Main Article Content
Abstract
Introduction: Neovascular age-related macular degeneration (nAMD) requires frequent anti-VEGF intravitreal injections, creating substantial treatment burden. This study compared the 24-month efficacy and safety of a sustained-release anti-VEGF hydrogel implant versus monthly ranibizumab in treatment-naive nAMD eyes.
Methods: This prospective randomized controlled trial enrolled 126 eyes (96 patients; 30 bilateral) with treatment-naive nAMD at a private hospital in Palembang, Indonesia (January 2022–December 2024). Eyes were randomized 1:1 to a biodegradable anti-VEGF hydrogel implant (n=64) or monthly ranibizumab 0.5 mg (n=62). The primary outcome was non-inferiority of the mean best-corrected visual acuity (BCVA) change (LogMAR) at 24 months (margin: 0.10 LogMAR). Analyses used linear mixed-effects models with generalized estimating equations to account for inter-eye correlation.
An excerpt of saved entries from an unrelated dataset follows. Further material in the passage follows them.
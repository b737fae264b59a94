/*
 * Copyright (c) 2023.
 *
 * This software is free software;
 *
 * You can redistribute it or modify it under terms of the MIT, Apache License or Zlib license
 */
//! Motion blur restoration with a Wiener filter
//!
//! A linear motion blur is modelled by a line shaped point spread function,
//! which is inverted in the frequency domain by [`wiener_filter`]. Each color
//! channel is restored independently with the same filter.
use dip_core::log::trace;
use dip_image::errors::ImageErrors;
use dip_image::image::Image;
use dip_image::traits::OperationsTrait;
use ndarray::Array2;

pub use crate::restoration::fft::{fft2d, ifft2d, FftPlans};
pub use crate::restoration::psf::synthesize_psf;
pub use crate::restoration::wiener::{
    fftshift, filter_2d_freq, restore, to_u8_min_max, wiener_filter
};
use crate::utils::{invalid_parameter, COLOR_CHANNELS};

mod fft;
mod psf;
mod wiener;

/// Parameters of the motion blur to undo
#[derive(Copy, Clone, Debug, PartialEq)]
pub struct RestorationParams {
    /// Length of the blur streak in pixels
    pub length: f64,
    /// Direction of the streak in degrees, counter-clockwise from the x axis
    pub angle:  f64,
    /// Signal to noise ratio, the filter uses its inverse
    pub snr:    f64
}

impl RestorationParams {
    pub const fn new(length: f64, angle: f64, snr: f64) -> RestorationParams {
        RestorationParams { length, angle, snr }
    }

    /// Check the parameters can produce a usable filter
    ///
    /// # Errors
    /// Non finite values, a negative length or a non positive snr
    pub fn validate(&self) -> Result<(), ImageErrors> {
        if !self.length.is_finite() || self.length < 0.0 {
            return Err(invalid_parameter(
                "length",
                format!("{} must be a finite non-negative number", self.length)
            ));
        }
        if !self.angle.is_finite() {
            return Err(invalid_parameter(
                "angle",
                format!("{} is not a finite number", self.angle)
            ));
        }
        if !self.snr.is_finite() || self.snr <= 0.0 {
            return Err(invalid_parameter(
                "snr",
                format!("{} must be a finite positive number", self.snr)
            ));
        }
        Ok(())
    }

    /// Noise to signal ratio
    pub fn nsr(&self) -> f64 {
        1.0 / self.snr
    }
}

/// Restore a motion blurred image
///
/// Only the largest even sized region starting at the top left corner of
/// the picture is restored, an odd last row or column keeps its values.
/// Alpha is never touched.
pub struct WienerRestore {
    params: RestorationParams
}

impl WienerRestore {
    #[must_use]
    pub fn new(params: RestorationParams) -> WienerRestore {
        WienerRestore { params }
    }
}

impl OperationsTrait for WienerRestore {
    fn name(&self) -> &'static str {
        "Wiener restore"
    }

    fn execute_impl(&self, image: &mut Image) -> Result<(), ImageErrors> {
        self.params.validate()?;

        let (width, height) = image.dimensions();
        let channels = image.channels();
        let bottom_up = image.is_bottom_up();

        let cols = width & !1;
        let rows = height & !1;

        if cols == 0 || rows == 0 {
            return Err(invalid_parameter(
                "dimensions",
                format!("{width}x{height} image has no even sized region to restore")
            ));
        }
        let start = std::time::Instant::now();

        let psf = synthesize_psf(rows, cols, self.params.length, self.params.angle);
        let filter = wiener_filter(&psf, self.params.nsr());
        let plans = FftPlans::new(rows, cols);

        // stored row of picture row `r`
        let stored_row = |r: usize| if bottom_up { height - 1 - r } else { r };

        let pixels = image.pixels_mut();

        for c in 0..COLOR_CHANNELS {
            let channel = Array2::from_shape_fn((rows, cols), |(r, x)| {
                f64::from(pixels[(stored_row(r) * width + x) * channels + c])
            });
            let restored = restore(channel.view(), &filter, &plans);

            for ((r, x), value) in restored.indexed_iter() {
                pixels[(stored_row(r) * width + x) * channels + c] = *value;
            }
        }
        trace!(
            "Restored {cols}x{rows} region in {:?}",
            start.elapsed()
        );
        Ok(())
    }
}
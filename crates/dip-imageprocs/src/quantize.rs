/*
 * Copyright (c) 2023.
 *
 * This software is free software;
 *
 * You can redistribute it or modify it under terms of the MIT, Apache License or Zlib license
 */
//! Reduce the bit depth of an image
//!
//! Every byte keeps its top `keep_bits` bits, the rest are cleared,
//! which truncates values toward zero in steps of `2^(8-keep_bits)`
use dip_image::errors::ImageErrors;
use dip_image::image::Image;
use dip_image::traits::OperationsTrait;

use crate::utils::invalid_parameter;

/// Simulate a lower bit depth
///
/// This touches every byte, alpha included
pub struct Quantize {
    keep_bits: u8
}

impl Quantize {
    /// Create a new quantize operation keeping `keep_bits` most
    /// significant bits of each byte
    #[must_use]
    pub fn new(keep_bits: u8) -> Quantize {
        Quantize { keep_bits }
    }
}

impl OperationsTrait for Quantize {
    fn name(&self) -> &'static str {
        "Quantize"
    }

    fn execute_impl(&self, image: &mut Image) -> Result<(), ImageErrors> {
        if self.keep_bits > 8 {
            return Err(invalid_parameter(
                "keep_bits",
                format!("{} is more than the 8 bits in a byte", self.keep_bits)
            ));
        }
        quantize(image.pixels_mut(), self.keep_bits);

        Ok(())
    }
}

/// Keep the `keep_bits` most significant bits of every byte
///
/// # Panics
/// If `keep_bits` is greater than 8
#[allow(clippy::cast_possible_truncation)]
pub fn quantize(channel: &mut [u8], keep_bits: u8) {
    assert!(keep_bits <= 8, "Cannot keep more than 8 bits");

    let mask = (0xFF_u16 << (8 - keep_bits)) as u8;

    for pix in channel {
        *pix &= mask;
    }
}
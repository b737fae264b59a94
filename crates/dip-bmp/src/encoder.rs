/*
 * Copyright (c) 2023.
 *
 * This software is free software;
 *
 * You can redistribute it or modify it under terms of the MIT, Apache License or Zlib license
 */

//! Encoding support for packed bitmaps
use std::io::Write;

use dip_core::bytestream::ByteWriter;

use crate::common::{BmpHeaders, HEADERS_SIZE};
use crate::BmpEncoderErrors;

/// A bitmap encoder
///
/// The headers are written back exactly as given, callers that change the
/// image dimensions update them first with [`BmpHeaders::set_dimensions`].
///
/// # Example
/// - Encode a 2 by 2 BGR image
/// ```
/// use dip_bmp::{BmpEncoder, BmpHeaders};
///
/// let headers = BmpHeaders::new(2, 2, 3);
/// let pixels = [0_u8; 12];
///
/// let bytes = BmpEncoder::new(&headers).encode(&pixels).unwrap();
/// assert_eq!(&bytes[..2], b"BM");
/// assert_eq!(bytes.len(), 54 + 12);
/// ```
pub struct BmpEncoder<'a> {
    headers: &'a BmpHeaders
}

impl<'a> BmpEncoder<'a> {
    /// Create a new encoder that will write `headers` in front of
    /// the pixels
    pub const fn new(headers: &'a BmpHeaders) -> BmpEncoder<'a> {
        BmpEncoder { headers }
    }

    /// Encode the pixels returning a vector containing
    /// encoded contents or an error if anything occurs
    pub fn encode(&self, pixels: &[u8]) -> Result<Vec<u8>, BmpEncoderErrors> {
        let expected = self.headers.pixel_len();

        if expected != pixels.len() {
            return Err(BmpEncoderErrors::DimensionsMisMatch(expected, pixels.len()));
        }
        let out_size = expected
            .checked_add(HEADERS_SIZE)
            .ok_or(BmpEncoderErrors::TooLargeDimensions(expected))?;

        let mut output = vec![0; out_size];
        let mut stream = ByteWriter::new(&mut output);

        self.headers.write(&mut stream)?;
        stream.write_all(pixels)?;

        Ok(output)
    }

    /// Encode the pixels and write them to `sink`
    ///
    /// Returns the number of bytes written
    pub fn encode_to<W: Write>(
        &self, pixels: &[u8], sink: &mut W
    ) -> Result<usize, BmpEncoderErrors> {
        let bytes = self.encode(pixels)?;
        sink.write_all(&bytes)?;

        Ok(bytes.len())
    }
}
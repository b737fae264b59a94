/*
 * Copyright (c) 2023.
 *
 * This software is free software;
 *
 * You can redistribute it or modify it under terms of the MIT, Apache License or Zlib license
 */
//! Box blur filter
//!
//! Each interior pixel becomes the truncated mean of the `(2r+1)x(2r+1)`
//! window around it. Pixels closer than `radius` to an edge are not
//! touched, the window never leaves the image.
use dip_core::log::trace;
use dip_image::errors::ImageErrors;
use dip_image::image::Image;
use dip_image::traits::OperationsTrait;

/// Perform a box blur
///
/// Radius is a measure of how many
/// pixels to include in the box blur.
///
/// The greater the radius, the more pronounced the box blur
#[derive(Default)]
pub struct BoxBlur {
    radius: usize
}

impl BoxBlur {
    /// Create a new blur operation.
    ///
    /// # Arguments
    /// - radius: The radius of the blur, larger the value the more pronounced the blur
    #[must_use]
    pub fn new(radius: usize) -> BoxBlur {
        BoxBlur { radius }
    }
}

impl OperationsTrait for BoxBlur {
    fn name(&self) -> &'static str {
        "Box blur"
    }

    fn execute_impl(&self, image: &mut Image) -> Result<(), ImageErrors> {
        let (width, height) = image.dimensions();
        let channels = image.channels();

        trace!("Running box blur with radius {}", self.radius);

        let mut scratch_space = vec![0; image.pixels().len()];
        box_blur(
            image.pixels_mut(),
            &mut scratch_space,
            width,
            height,
            channels,
            self.radius
        );

        Ok(())
    }
}

/// Blur an interleaved image in place
///
/// `scratch_space` must be as large as `in_out_image`, it receives a copy of
/// the input so that every window reads unblurred values.
///
/// All channels, alpha included, are blurred.
#[allow(clippy::cast_possible_truncation)]
pub fn box_blur(
    in_out_image: &mut [u8], scratch_space: &mut [u8], width: usize, height: usize,
    channels: usize, radius: usize
) {
    // a window that does not fit the address space does not fit the image either
    let Some(diameter) = radius.checked_mul(2).and_then(|d| d.checked_add(1)) else {
        return;
    };

    if radius == 0 || width < diameter || height < diameter || channels == 0 {
        return;
    }
    let stride = width * channels;
    let scratch_space = &mut scratch_space[..in_out_image.len()];
    scratch_space.copy_from_slice(in_out_image);

    // per channel summed area table, one extra row and column of zeros
    let table_stride = (width + 1) * channels;
    let mut table = vec![0_u64; (height + 1) * table_stride];

    for y in 0..height {
        let mut row_sum = vec![0_u64; channels];

        for x in 0..width {
            for c in 0..channels {
                row_sum[c] += u64::from(scratch_space[y * stride + x * channels + c]);

                table[(y + 1) * table_stride + (x + 1) * channels + c] =
                    table[y * table_stride + (x + 1) * channels + c] + row_sum[c];
            }
        }
    }

    let area = (diameter * diameter) as u64;

    for y in radius..height - radius {
        let (top, bottom) = (y - radius, y + radius + 1);

        for x in radius..width - radius {
            let (left, right) = (x - radius, x + radius + 1);

            for c in 0..channels {
                let sum = table[bottom * table_stride + right * channels + c]
                    + table[top * table_stride + left * channels + c]
                    - table[top * table_stride + right * channels + c]
                    - table[bottom * table_stride + left * channels + c];

                in_out_image[y * stride + x * channels + c] = (sum / area) as u8;
            }
        }
    }
}
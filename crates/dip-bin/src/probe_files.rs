/*
 * Copyright (c) 2023.
 *
 * This software is free software;
 *
 * You can redistribute it or modify it under terms of the MIT, Apache License or Zlib license
 */

use std::path::Path;

use dip_core::options::DecoderOptions;
use dip_image::errors::ImageErrors;
use dip_image::image::Image;
use log::warn;

use crate::serde::Metadata;

/// Decode a file and describe its headers as pretty printed JSON
///
/// # Errors
/// If the file cannot be read or decoded
pub fn probe_file(file: &Path, options: DecoderOptions) -> Result<String, ImageErrors> {
    let size = std::fs::metadata(file)?.len();
    // we only describe the file, so accept any size
    let options = options
        .set_max_width(usize::MAX)
        .set_max_height(usize::MAX);

    let image = Image::open_with_options(file, options)?;
    let metadata = Metadata::new(file, size, &image);

    serde_json::to_string_pretty(&metadata)
        .map_err(|err| ImageErrors::GenericString(format!("Could not serialize metadata: {err}")))
}

/// Probe input files, extract metadata, and print to standard output.
///
/// Missing files are reported and skipped.
pub fn probe_input_files(files: &[&Path], options: DecoderOptions) -> Result<(), ImageErrors> {
    for file in files {
        if !file.exists() {
            warn!("Skipping {:?}, file does not exist", file);
            continue;
        }
        println!("{}", probe_file(file, options)?);
    }
    Ok(())
}
/*
 * Copyright (c) 2023.
 *
 * This software is free software;
 *
 * You can redistribute it or modify it under terms of the MIT, Apache License or Zlib license
 */

use dip_bmp::{probe_bmp, BmpDecoder, BmpDecoderErrors, BmpEncoder, BmpHeaders};
use dip_core::bytestream::ByteIoError;
use dip_core::options::DecoderOptions;
use nanorand::Rng;

fn random_pixels(len: usize) -> Vec<u8> {
    let mut rand = nanorand::WyRand::new_seed(0xB17_3A9);
    let mut pixels = vec![0_u8; len];
    rand.fill(&mut pixels);
    pixels
}

fn encode(headers: &BmpHeaders, pixels: &[u8]) -> Vec<u8> {
    BmpEncoder::new(headers).encode(pixels).unwrap()
}

#[test]
fn decode_what_was_encoded() {
    for channels in [3, 4] {
        let headers = BmpHeaders::new(13, 7, channels);
        let pixels = random_pixels(headers.pixel_len());
        let bytes = encode(&headers, &pixels);

        assert!(probe_bmp(&bytes));

        let mut decoder = BmpDecoder::new(&bytes);
        let decoded = decoder.decode().unwrap();

        assert_eq!(decoded, pixels);
        assert_eq!(decoder.dimensions(), Some((13, 7)));
        assert_eq!(decoder.channels(), Some(channels));
        assert_eq!(decoder.headers(), Some(&headers));
    }
}

#[test]
fn encoded_bytes_are_headers_then_pixels() {
    let mut headers = BmpHeaders::new(2, 2, 3);
    headers.info.x_pixels_per_meter = 2835;
    headers.file.reserved1 = 7;

    let pixels = random_pixels(12);
    let bytes = encode(&headers, &pixels);

    assert_eq!(bytes.len(), 54 + 12);
    assert_eq!(&bytes[0..2], b"BM");
    assert_eq!(u32::from_le_bytes(bytes[2..6].try_into().unwrap()), 66);
    assert_eq!(u16::from_le_bytes(bytes[6..8].try_into().unwrap()), 7);
    assert_eq!(u32::from_le_bytes(bytes[10..14].try_into().unwrap()), 54);
    assert_eq!(u32::from_le_bytes(bytes[14..18].try_into().unwrap()), 40);
    assert_eq!(i32::from_le_bytes(bytes[38..42].try_into().unwrap()), 2835);
    assert_eq!(&bytes[54..], &pixels[..]);
}

#[test]
fn bad_magic_is_rejected() {
    let headers = BmpHeaders::new(4, 4, 3);
    let mut bytes = encode(&headers, &random_pixels(48));
    bytes[0] = b'P';

    assert!(!probe_bmp(&bytes));
    let err = BmpDecoder::new(&bytes).decode().unwrap_err();
    assert!(matches!(err, BmpDecoderErrors::InvalidMagicBytes));
}

#[test]
fn truncated_pixels_are_an_io_error() {
    let headers = BmpHeaders::new(4, 4, 3);
    let bytes = encode(&headers, &random_pixels(48));

    let err = BmpDecoder::new(&bytes[..bytes.len() - 1])
        .decode()
        .unwrap_err();
    assert!(err.is_io_error());

    let err = BmpDecoder::new(&bytes[..20]).decode().unwrap_err();
    assert!(err.is_io_error());
}

#[test]
fn oversized_headers_fail_before_allocating() {
    let headers = BmpHeaders::new(1, 1, 4);
    let mut bytes = encode(&headers, &[1, 2, 3, 4]);
    // claim 16384x16384 while only one pixel follows
    bytes[18..22].copy_from_slice(&16384_i32.to_le_bytes());
    bytes[22..26].copy_from_slice(&16384_i32.to_le_bytes());

    let err = BmpDecoder::new(&bytes).decode().unwrap_err();
    assert!(err.is_io_error());
    assert!(matches!(
        err,
        BmpDecoderErrors::IoErrors(ByteIoError::NotEnoughBytes(1_073_741_824, 4))
    ));
}

#[test]
fn unsupported_depth_is_rejected() {
    let mut headers = BmpHeaders::new(4, 4, 3);
    headers.info.bits_per_pixel = 8;
    let bytes = encode(&headers, &random_pixels(16));

    let err = BmpDecoder::new(&bytes).decode().unwrap_err();
    assert!(matches!(err, BmpDecoderErrors::UnsupportedDepth(8)));
}

#[test]
fn zero_dimensions_are_rejected() {
    let headers = BmpHeaders::new(0, 4, 3);
    let bytes = encode(&headers, &[]);

    let err = BmpDecoder::new(&bytes).decode_headers().unwrap_err();
    assert!(matches!(err, BmpDecoderErrors::ZeroDimension("width")));
}

#[test]
fn limits_are_honoured() {
    let headers = BmpHeaders::new(10, 3, 3);
    let bytes = encode(&headers, &random_pixels(90));
    let options = DecoderOptions::default().set_max_width(8);

    let err = BmpDecoder::new_with_options(&bytes, options)
        .decode()
        .unwrap_err();
    assert!(matches!(
        err,
        BmpDecoderErrors::TooLargeDimensions("width", 8, 10)
    ));
}

#[test]
fn odd_pixel_offset_only_fails_in_strict_mode() {
    let mut headers = BmpHeaders::new(2, 2, 3);
    headers.file.pixel_data_offset = 122;
    let pixels = random_pixels(12);
    let bytes = encode(&headers, &pixels);

    assert_eq!(BmpDecoder::new(&bytes).decode().unwrap(), pixels);

    let strict = DecoderOptions::default().set_strict_mode(true);
    assert!(BmpDecoder::new_with_options(&bytes, strict)
        .decode()
        .is_err());
}

#[test]
fn top_down_rows_are_kept_as_stored() {
    let mut headers = BmpHeaders::new(3, 2, 3);
    headers.info.height = -2;
    let pixels = random_pixels(18);
    let bytes = encode(&headers, &pixels);

    let mut decoder = BmpDecoder::new(&bytes);
    assert_eq!(decoder.decode().unwrap(), pixels);

    let decoded_headers = decoder.headers().unwrap();
    assert!(!decoded_headers.is_bottom_up());
    assert_eq!(decoded_headers.height(), 2);
}

#[test]
fn resized_headers_are_written_back() {
    let mut headers = BmpHeaders::new(6, 4, 3);
    headers.set_dimensions(8, 2).unwrap();

    let pixels = random_pixels(8 * 2 * 3);
    let bytes = encode(&headers, &pixels);
    let mut decoder = BmpDecoder::new(&bytes);

    assert_eq!(decoder.decode().unwrap(), pixels);
    let info = decoder.headers().unwrap().info;
    assert_eq!((info.width, info.height), (8, 2));
    assert_eq!(info.image_size, 48);
}

#[test]
fn encoder_checks_pixel_length() {
    let headers = BmpHeaders::new(2, 2, 3);
    assert!(BmpEncoder::new(&headers).encode(&[0; 11]).is_err());
}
Results: Mean BCVA improved by −0.24±0.18 LogMAR (≈12 letters) in the hydrogel group and −0.22±0.20 LogMAR (≈11 letters) in the ranibizumab group (difference: −0.02; 95% CI: −0.09 to 0.05; p=0.578; non-inferiority confirmed). The hydrogel group required 77.8% fewer injections (4.8±1.2 vs 21.6±3.4; p<0.001). Safety profiles were comparable.
Conclusion: The sustained-release anti-VEGF hydrogel implant achieved non-inferior visual and anatomical outcomes versus monthly ranibizumab while reducing injection burden by 77.8% over 24 months. Multicenter validation is warranted.